Turismo de negócios passa por mudanças com nômades digitais


O turismo é um dos segmentos que mais movimenta a economia, gera empregos e renda em todo o mundo, mas com a pandemia o setor sofreu fortes baques. Agora, com a reabertura gradual das fronteiras, o avanço da vacinação e a possibilidade da retomada das viagens internacionais, a tendência é que a demanda reprimida ao longo dos últimos anos ganhe vasão.

Assim como no segmento tradicional, o turismo de negócios também movimenta companhias aéreas, hotéis, restaurantes, aluguéis de carros ou serviços por aplicativo.

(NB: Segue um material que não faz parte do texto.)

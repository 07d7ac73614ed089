//! The module loader
//!
//! A [`Loader`] resolves references, keeps one [`Unit`] per resolved file
//! and dispatches loading to the strategy registered for the file's suffix:
//!
//! ```text
//! load(reference, dir)
//!   → resolve            (exact path, then each suffix in order)
//!   → registry lookup    (hit: return current exposed value)
//!   → register new unit  (before loading, so cycles see the partial value)
//!   → strategy.load      (longest registered suffix of the file name)
//!   → exposed value
//! ```

mod registry;
mod resolver;
mod sandbox;
mod strategy;
mod unit;

pub use registry::{CacheStats, Lookup, UnitRegistry};
pub use resolver::{absolute, normalize, resolve};
pub use sandbox::{Bindings, CompiledUnit, WRAPPER_PARAMS};
pub use strategy::{builtin_strategy, JsonStrategy, LoadStrategy, ScriptStrategy, StrategyTable};
pub use unit::{Unit, UnitState};

use crate::config::{LoaderOptions, MAX_CALL_DEPTH};
use crate::error::LoadError;
use crate::script::builtins::Realm;
use crate::script::interp::{Exception, Interpreter};
use crate::script::value::{ObjectRef, Value};
use std::cell::RefCell;
use std::path::{Path, PathBuf};
use std::rc::{Rc, Weak};
use tracing::{debug, warn};

struct LoaderState {
    base_dir: PathBuf,
    max_call_depth: usize,
    registry: RefCell<UnitRegistry>,
    strategies: RefCell<StrategyTable>,
    realm: Realm,
}

/// Handle to one loader: its registry, strategy table and global scope.
///
/// Cloning the handle shares the loader. Loaders are single-threaded.
#[derive(Clone)]
pub struct Loader {
    state: Rc<LoaderState>,
}

impl Loader {
    /// A loader with default options and `print` writing to stdout.
    pub fn new() -> Self {
        Self::with_options(LoaderOptions::default())
    }

    /// Build a loader, registering the built-in strategy of every listed
    /// extension in order. Extensions without a built-in strategy are skipped.
    pub fn with_options(options: LoaderOptions) -> Self {
        Self::with_realm(options, Realm::new())
    }

    /// Like [`Loader::with_options`], with a caller-provided global scope
    /// (for example one whose `print` writes into a buffer). The call depth is
    /// clamped to `1..=MAX_CALL_DEPTH`.
    pub fn with_realm(options: LoaderOptions, realm: Realm) -> Self {
        let max_call_depth = options.max_call_depth.clamp(1, MAX_CALL_DEPTH);
        if max_call_depth != options.max_call_depth {
            warn!(
                requested = options.max_call_depth,
                used = max_call_depth,
                "max call depth out of range, clamping"
            );
        }
        let mut strategies = StrategyTable::new();
        for ext in &options.extensions {
            match builtin_strategy(ext) {
                Some(strategy) => strategies.register(ext, strategy),
                None => warn!(extension = %ext, "no built-in loader for extension, skipping"),
            }
        }
        Self {
            state: Rc::new(LoaderState {
                base_dir: absolute(&options.base_dir),
                max_call_depth,
                registry: RefCell::new(UnitRegistry::new()),
                strategies: RefCell::new(strategies),
                realm,
            }),
        }
    }

    /// Register (or replace) the strategy for `suffix`. Suffixes may span
    /// several dots (`.tpl.txt`); dispatch picks the longest one a resolved
    /// file name ends with.
    pub fn register_strategy(&self, suffix: &str, strategy: impl LoadStrategy + 'static) {
        self.state
            .strategies
            .borrow_mut()
            .register(suffix, Rc::new(strategy));
    }

    /// Registered suffixes, in probe order.
    pub fn extensions(&self) -> Vec<String> {
        self.state
            .strategies
            .borrow()
            .suffixes()
            .map(str::to_string)
            .collect()
    }

    pub fn base_dir(&self) -> &Path {
        &self.state.base_dir
    }

    /// Bound on nested script calls for every load.
    pub fn max_call_depth(&self) -> usize {
        self.state.max_call_depth
    }

    /// The object bound to `global` in every unit.
    pub fn global(&self) -> ObjectRef {
        self.state.realm.global_object().clone()
    }

    /// Resolve `reference` against `dir` without loading.
    pub fn resolve(&self, reference: &str, dir: &Path) -> Result<PathBuf, LoadError> {
        let suffixes = self.extensions();
        resolve(reference, dir, suffixes.iter().map(String::as_str))
    }

    /// Load `reference` relative to the loader's base directory.
    pub fn load(&self, reference: &str) -> Result<Value, LoadError> {
        let dir = self.state.base_dir.clone();
        self.load_from(reference, &dir)
    }

    /// Load `reference` as if required from a unit in `dir`.
    pub fn load_from(&self, reference: &str, dir: &Path) -> Result<Value, LoadError> {
        let mut interp = Interpreter::new(self.state.realm.clone(), self.state.max_call_depth);
        self.load_with(&mut interp, reference, dir)
            .map_err(|exception| exception.into_load_error(dir))
    }

    /// The registered unit for an identifier.
    pub fn unit(&self, id: &Path) -> Option<Rc<Unit>> {
        self.state.registry.borrow().get(id)
    }

    /// Registered identifiers, in load order.
    pub fn loaded(&self) -> Vec<PathBuf> {
        self.state.registry.borrow().identifiers()
    }

    pub fn cache_stats(&self) -> CacheStats {
        self.state.registry.borrow().stats()
    }

    /// Load on behalf of `interp`. Failures stay [`Exception`]s so that a
    /// value thrown by a nested unit reaches a catching requirer unchanged.
    fn load_with(&self, interp: &mut Interpreter, reference: &str, dir: &Path) -> Result<Value, Exception> {
        let id = self.resolve(reference, dir)?;

        let lookup = self.state.registry.borrow_mut().lookup_or_register(id);
        let unit = match lookup {
            Lookup::Hit(unit) => {
                debug!(id = %unit.id().display(), state = ?unit.state(), "registry hit");
                return Ok(unit.exposed());
            }
            Lookup::Registered(unit) => unit,
        };
        debug!(id = %unit.id().display(), "registry miss");

        let file_name = unit
            .id()
            .file_name()
            .map(|name| name.to_string_lossy().into_owned())
            .unwrap_or_default();
        let strategy = self
            .state
            .strategies
            .borrow()
            .dispatch(&file_name)
            .map(|(_, strategy)| strategy);
        let Some(strategy) = strategy else {
            unit.mark_failed();
            return Err(LoadError::UnknownExtension {
                path: unit.id().to_path_buf(),
                extension: unit.extension().unwrap_or_default(),
            }
            .into());
        };

        debug!(id = %unit.id().display(), strategy = strategy.name(), "loading unit");
        match strategy.load(self, interp, &unit) {
            Ok(()) => {
                unit.mark_loaded();
                Ok(unit.exposed())
            }
            Err(exception) => {
                unit.mark_failed();
                debug!(id = %unit.id().display(), error = %exception, "unit failed to load");
                Err(match exception {
                    Exception::Thrown(value) => Exception::Uncaught {
                        path: unit.id().to_path_buf(),
                        value,
                    },
                    other => other,
                })
            }
        }
    }

    /// The `require` function handed to units in `dir`.
    ///
    /// It holds the loader weakly: units must not keep their loader alive.
    pub(crate) fn require_function(&self, dir: &Path) -> Value {
        let loader: Weak<LoaderState> = Rc::downgrade(&self.state);
        let dir = dir.to_path_buf();
        Value::native("require", move |interp, _this, args| {
            let reference = match args.first() {
                Some(Value::String(reference)) => reference.to_string(),
                _ => {
                    return Err(Exception::type_error(
                        "The \"id\" argument must be of type string",
                    ))
                }
            };
            let state = loader
                .upgrade()
                .ok_or_else(|| Exception::error("Error", "module loader has been dropped"))?;
            Loader { state }.load_with(interp, &reference, &dir)
        })
    }
}

impl Default for Loader {
    fn default() -> Self {
        Self::new()
    }
}

impl std::fmt::Debug for Loader {
    fn fmt(&self, f: &mut std::fmt::Formatter<'_>) -> std::fmt::Result {
        f.debug_struct("Loader")
            .field("base_dir", &self.state.base_dir)
            .field("extensions", &self.extensions())
            .field("units", &self.state.registry.borrow().len())
            .finish()
    }
}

No entanto, também demanda aluguéis de salas comerciais, espaços para eventos e treinamentos, salas de reuniões, entre outros fatores ligados à infraestrutura, que movimentam e contribuem ativamente para a economia local e nacional.

Também conhecido como turismo MICE (sigla em inglês para “reuniões, incentivos, convenções e exposições”), o turismo de negócios já vinha passando por constantes alterações com o avanço da globalização e da tecnologia, estabelecendo contatos mais dinâmicos entre profissionais e transações geograficamente mais abrangentes. 

Com a pandemia e a necessidade de rever os antigos formatos de reuniões de negócios, viagens para convenções, eventos, congressos e treinamentos, os formatos de trabalho híbrido e totalmente online ganharam força e se estabeleceram como tendência.

Segundo levantamento da Associação Brasileira de Agências de Viagens Corporativas (Abracorp), em 2021 o segmento teve um aumento no faturamento de 10,7% em relação a 2020, totalizando R$3,840 bilhões. Apesar desse aumento, as vendas ainda são menores em comparação ao período anterior à pandemia.

A partir desse ponto, surge um novo tipo de profissional, o nômade digital. Ou seja, aquele que consegue aliar os momentos de trabalho com uma movimentação física constante, e não apenas trabalhando de casa ou de um endereço fixo. Nesse sentindo, uma alternativa que vem crescendo são os coworkings, setor afetado positivamente diretamente pelas mudanças no turismo de negócios.

De acordo com a Associação Brasileira de Coworkings e Escritórios Virtuais (Ancev), houve uma aceleração de tendências e adaptação do mercado para oferecer novos serviços e atender diferentes perfis de clientes. Dos escritórios consultados pelo Censo Ancev 2021, quase 30% afirmaram que pelo menos metade dos seus clientes, antigos ou novos, adotaram o formato hibrido. 

“A chegada da pandemia concretizou tendências do setor como o trabalho híbrido, pois as empresas entenderam que há muito benefícios em estar instalado numa estrutura pronta, repleta de conveniências e na qual ele pode diminuir ou crescer o número de posições com agilidade e sem pegadinhas contratuais”, explica Mari Gradilone, diretora da Ancev.

Para algumas empresas ter a possibilidade de evitar estes custos com locações de espaços, infraestrutura, tecnologia, além das viagens para seus colaboradores e executivos também é uma forma de posicionar sua marca junto à crescente preocupação ambiental e diminuição das emissões de carbono. Por outro lado, os funcionários ganham a possibilidade de trabalharem de onde acharem mais conveniente e também pouparem tempo com grandes deslocamentos.

“Os coworkings são o melhor dos dois mundos para empresas e funcionários. Enquanto os nômades digitais podem acessar os espaços de trabalho colaborativo de onde quer que estejam, as empresas podem garantir que seus colaboradores estejam bem assistidos e tenham um ambiente que estimula e está preparado para incentivar o melhor da produtividade de cada um ao direcioná-los para um coworking, seja no momento de uma viagem a negócios, ou para realizar um evento profissional, ou ainda para adotar o trabalho híbrido em sua cultura organizacional”, comenta Patrícia Coelho, gerente de operações do Club Coworking, um dos grandes nomes do segmento com duas unidades na capital paulista.

A internet e a liberdade de morar em qualquer lugar do mundo, trabalhando em uma mesma empresa, ou nas inúmeras startups que surgem nos últimos anos, continuam a exigir mudanças do turismo MICE frente às necessidades dos profissionais em 2022.